--- PROBLEM REQUIREMENTS ---
Take from the data every line in which the word "prompt" is found.

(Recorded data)
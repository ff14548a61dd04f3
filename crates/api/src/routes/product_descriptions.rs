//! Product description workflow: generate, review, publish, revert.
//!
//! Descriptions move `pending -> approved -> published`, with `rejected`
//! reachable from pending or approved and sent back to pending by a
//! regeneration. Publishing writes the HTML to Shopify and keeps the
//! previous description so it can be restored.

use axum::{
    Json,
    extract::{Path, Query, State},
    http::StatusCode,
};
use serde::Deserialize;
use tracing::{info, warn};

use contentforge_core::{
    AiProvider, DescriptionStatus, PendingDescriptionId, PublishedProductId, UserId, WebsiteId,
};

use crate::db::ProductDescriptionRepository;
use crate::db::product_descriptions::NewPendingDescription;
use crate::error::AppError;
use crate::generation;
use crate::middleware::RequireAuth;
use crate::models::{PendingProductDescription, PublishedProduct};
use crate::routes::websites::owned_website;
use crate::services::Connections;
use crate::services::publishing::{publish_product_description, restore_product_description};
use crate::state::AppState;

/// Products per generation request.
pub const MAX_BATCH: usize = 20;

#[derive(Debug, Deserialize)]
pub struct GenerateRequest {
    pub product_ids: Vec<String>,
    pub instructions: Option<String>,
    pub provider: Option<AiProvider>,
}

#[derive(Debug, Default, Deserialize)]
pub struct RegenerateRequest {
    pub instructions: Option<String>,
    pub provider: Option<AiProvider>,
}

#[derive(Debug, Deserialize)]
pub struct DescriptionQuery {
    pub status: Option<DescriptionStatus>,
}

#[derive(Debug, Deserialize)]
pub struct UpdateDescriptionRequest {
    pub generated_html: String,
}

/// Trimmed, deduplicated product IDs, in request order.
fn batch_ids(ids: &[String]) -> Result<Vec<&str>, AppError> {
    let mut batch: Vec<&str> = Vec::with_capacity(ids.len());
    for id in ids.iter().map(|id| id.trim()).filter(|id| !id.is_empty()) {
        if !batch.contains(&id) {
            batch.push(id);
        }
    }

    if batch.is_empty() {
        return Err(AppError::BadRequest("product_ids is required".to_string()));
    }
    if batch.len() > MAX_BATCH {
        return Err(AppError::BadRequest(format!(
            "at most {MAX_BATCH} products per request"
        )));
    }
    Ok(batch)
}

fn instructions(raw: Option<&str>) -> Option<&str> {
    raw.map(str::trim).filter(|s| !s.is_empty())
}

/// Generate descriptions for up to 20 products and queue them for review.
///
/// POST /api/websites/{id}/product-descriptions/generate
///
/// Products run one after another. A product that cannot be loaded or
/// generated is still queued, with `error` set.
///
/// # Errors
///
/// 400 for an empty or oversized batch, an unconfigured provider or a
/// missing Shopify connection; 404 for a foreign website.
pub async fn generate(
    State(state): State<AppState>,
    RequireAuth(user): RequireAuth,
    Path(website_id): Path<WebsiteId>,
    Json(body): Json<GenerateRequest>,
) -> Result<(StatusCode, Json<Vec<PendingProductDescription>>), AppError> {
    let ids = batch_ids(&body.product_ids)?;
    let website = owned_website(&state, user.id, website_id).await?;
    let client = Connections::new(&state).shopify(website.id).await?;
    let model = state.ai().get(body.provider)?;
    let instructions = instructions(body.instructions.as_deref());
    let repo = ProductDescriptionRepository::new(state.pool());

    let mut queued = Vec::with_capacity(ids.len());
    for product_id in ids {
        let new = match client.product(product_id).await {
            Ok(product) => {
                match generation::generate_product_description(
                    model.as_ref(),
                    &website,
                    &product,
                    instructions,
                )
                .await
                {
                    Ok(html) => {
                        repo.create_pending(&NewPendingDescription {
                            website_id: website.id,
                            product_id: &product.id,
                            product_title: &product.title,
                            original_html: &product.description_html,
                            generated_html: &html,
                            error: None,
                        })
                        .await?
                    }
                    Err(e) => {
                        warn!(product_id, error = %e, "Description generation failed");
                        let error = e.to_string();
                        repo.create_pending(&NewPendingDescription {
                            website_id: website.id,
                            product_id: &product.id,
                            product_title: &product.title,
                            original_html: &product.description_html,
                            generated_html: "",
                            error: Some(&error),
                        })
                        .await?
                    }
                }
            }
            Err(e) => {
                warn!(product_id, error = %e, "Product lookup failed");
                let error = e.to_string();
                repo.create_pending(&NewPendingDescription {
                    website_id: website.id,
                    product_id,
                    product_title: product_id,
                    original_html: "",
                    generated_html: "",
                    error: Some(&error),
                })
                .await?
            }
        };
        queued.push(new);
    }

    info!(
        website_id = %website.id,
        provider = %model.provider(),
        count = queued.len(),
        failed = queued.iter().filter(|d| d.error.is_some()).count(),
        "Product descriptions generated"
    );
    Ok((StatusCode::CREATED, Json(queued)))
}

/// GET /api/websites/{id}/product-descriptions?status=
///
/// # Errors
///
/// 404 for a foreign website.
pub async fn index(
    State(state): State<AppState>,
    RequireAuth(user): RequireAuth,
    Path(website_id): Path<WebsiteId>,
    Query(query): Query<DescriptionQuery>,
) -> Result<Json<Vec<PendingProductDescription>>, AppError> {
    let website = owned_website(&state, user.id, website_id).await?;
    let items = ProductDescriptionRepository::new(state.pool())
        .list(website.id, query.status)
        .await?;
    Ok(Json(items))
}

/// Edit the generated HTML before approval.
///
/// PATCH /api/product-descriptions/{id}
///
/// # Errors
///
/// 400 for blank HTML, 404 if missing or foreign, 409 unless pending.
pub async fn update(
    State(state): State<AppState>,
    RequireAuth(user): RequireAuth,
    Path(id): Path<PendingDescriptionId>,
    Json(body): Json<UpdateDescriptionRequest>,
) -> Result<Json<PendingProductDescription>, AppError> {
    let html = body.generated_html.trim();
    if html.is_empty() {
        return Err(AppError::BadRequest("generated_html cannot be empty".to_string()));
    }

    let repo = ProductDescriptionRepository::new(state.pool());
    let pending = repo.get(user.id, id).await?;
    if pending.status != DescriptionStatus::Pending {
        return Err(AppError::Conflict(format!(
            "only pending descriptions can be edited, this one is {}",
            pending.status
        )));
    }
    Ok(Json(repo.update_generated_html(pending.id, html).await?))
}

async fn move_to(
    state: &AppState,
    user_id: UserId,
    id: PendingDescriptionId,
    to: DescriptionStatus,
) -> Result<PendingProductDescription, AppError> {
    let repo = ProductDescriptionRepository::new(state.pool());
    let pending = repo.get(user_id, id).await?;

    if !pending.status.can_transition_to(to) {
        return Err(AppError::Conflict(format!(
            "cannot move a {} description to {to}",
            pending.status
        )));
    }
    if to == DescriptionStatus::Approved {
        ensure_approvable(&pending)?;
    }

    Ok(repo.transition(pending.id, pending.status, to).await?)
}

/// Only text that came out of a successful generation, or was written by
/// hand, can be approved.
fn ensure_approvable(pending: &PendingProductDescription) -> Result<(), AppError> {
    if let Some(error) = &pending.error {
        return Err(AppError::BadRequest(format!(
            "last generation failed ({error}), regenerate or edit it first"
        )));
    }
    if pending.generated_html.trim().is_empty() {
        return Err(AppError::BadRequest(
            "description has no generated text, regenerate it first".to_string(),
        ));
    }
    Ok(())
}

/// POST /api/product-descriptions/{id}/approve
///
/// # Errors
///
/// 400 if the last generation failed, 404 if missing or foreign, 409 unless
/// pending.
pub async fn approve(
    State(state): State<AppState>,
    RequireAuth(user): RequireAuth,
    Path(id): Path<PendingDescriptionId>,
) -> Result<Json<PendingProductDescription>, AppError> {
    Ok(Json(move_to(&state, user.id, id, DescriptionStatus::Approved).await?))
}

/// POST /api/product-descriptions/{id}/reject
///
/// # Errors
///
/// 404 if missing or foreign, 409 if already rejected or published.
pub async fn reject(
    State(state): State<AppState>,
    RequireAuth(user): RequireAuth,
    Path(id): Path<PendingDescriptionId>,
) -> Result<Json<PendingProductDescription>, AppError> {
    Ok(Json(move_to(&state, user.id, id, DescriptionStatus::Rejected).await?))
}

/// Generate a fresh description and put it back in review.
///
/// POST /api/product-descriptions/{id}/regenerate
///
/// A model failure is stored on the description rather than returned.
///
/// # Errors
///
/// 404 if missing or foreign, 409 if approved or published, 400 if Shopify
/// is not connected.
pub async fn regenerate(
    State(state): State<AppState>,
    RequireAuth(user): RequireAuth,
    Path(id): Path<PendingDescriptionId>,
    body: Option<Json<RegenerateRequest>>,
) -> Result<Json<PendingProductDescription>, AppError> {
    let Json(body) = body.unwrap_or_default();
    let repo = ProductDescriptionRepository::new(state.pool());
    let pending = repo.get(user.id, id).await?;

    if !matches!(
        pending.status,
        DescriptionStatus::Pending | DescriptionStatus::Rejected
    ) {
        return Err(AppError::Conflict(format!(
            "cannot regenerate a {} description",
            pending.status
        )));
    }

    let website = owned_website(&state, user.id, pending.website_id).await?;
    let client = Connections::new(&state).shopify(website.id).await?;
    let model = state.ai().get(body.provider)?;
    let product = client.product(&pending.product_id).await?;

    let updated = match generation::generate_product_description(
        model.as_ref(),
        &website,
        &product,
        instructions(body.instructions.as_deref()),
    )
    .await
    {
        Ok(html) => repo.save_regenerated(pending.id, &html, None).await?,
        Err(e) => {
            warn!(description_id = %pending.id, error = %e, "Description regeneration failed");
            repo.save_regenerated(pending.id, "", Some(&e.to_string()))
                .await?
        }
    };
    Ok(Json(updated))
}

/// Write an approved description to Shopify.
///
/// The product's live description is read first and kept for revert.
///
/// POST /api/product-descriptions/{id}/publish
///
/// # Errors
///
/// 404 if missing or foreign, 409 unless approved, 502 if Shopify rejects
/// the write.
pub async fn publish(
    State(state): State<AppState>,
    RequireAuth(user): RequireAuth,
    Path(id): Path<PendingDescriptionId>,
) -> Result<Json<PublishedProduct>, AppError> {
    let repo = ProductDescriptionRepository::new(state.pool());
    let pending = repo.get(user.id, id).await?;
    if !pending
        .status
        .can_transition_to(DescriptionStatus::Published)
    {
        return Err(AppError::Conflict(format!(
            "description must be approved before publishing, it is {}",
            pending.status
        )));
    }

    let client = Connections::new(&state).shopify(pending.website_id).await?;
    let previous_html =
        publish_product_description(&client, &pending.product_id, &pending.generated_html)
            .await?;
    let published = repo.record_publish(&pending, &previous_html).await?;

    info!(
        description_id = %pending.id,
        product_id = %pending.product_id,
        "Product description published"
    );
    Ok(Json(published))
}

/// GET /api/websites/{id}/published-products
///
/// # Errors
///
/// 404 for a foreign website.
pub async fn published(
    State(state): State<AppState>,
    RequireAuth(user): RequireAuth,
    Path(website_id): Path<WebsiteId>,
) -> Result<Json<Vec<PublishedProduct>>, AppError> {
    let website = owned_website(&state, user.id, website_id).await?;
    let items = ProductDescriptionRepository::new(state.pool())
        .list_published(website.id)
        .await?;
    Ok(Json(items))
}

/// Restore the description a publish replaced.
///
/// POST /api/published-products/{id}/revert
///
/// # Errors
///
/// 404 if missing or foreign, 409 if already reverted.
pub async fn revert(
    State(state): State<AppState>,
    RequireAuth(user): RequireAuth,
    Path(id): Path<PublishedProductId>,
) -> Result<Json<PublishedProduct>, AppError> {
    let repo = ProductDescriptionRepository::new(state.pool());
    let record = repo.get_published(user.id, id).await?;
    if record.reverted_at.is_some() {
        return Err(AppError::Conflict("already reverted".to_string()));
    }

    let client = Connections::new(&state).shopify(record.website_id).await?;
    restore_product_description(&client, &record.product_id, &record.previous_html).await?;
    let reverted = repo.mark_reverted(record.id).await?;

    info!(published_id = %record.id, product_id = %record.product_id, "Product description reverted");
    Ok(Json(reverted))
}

==

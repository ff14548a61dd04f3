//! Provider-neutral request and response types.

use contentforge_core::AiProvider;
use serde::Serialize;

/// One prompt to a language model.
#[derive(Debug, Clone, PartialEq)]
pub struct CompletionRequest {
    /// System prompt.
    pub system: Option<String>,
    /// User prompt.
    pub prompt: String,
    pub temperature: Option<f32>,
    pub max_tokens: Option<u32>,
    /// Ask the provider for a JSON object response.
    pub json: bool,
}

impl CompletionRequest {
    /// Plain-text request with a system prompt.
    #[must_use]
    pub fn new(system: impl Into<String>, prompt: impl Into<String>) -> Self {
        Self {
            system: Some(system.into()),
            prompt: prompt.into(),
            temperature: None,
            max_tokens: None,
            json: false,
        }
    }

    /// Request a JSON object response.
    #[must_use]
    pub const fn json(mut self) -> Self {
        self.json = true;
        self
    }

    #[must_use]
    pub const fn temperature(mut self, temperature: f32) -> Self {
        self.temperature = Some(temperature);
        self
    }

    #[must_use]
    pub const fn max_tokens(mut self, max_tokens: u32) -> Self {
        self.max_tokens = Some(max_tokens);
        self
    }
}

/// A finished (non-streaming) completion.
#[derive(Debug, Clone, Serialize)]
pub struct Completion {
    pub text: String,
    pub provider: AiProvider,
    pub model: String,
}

--- RESPONSE TO THIS EXERCISE ---
/// One prompt to a language model.
    /// System prompt.
    /// User prompt.
    pub prompt: String,
    /// Plain-text request with a system prompt.
    pub fn new(system: impl Into<String>, prompt: impl Into<String>) -> Self {
            prompt: prompt.into(),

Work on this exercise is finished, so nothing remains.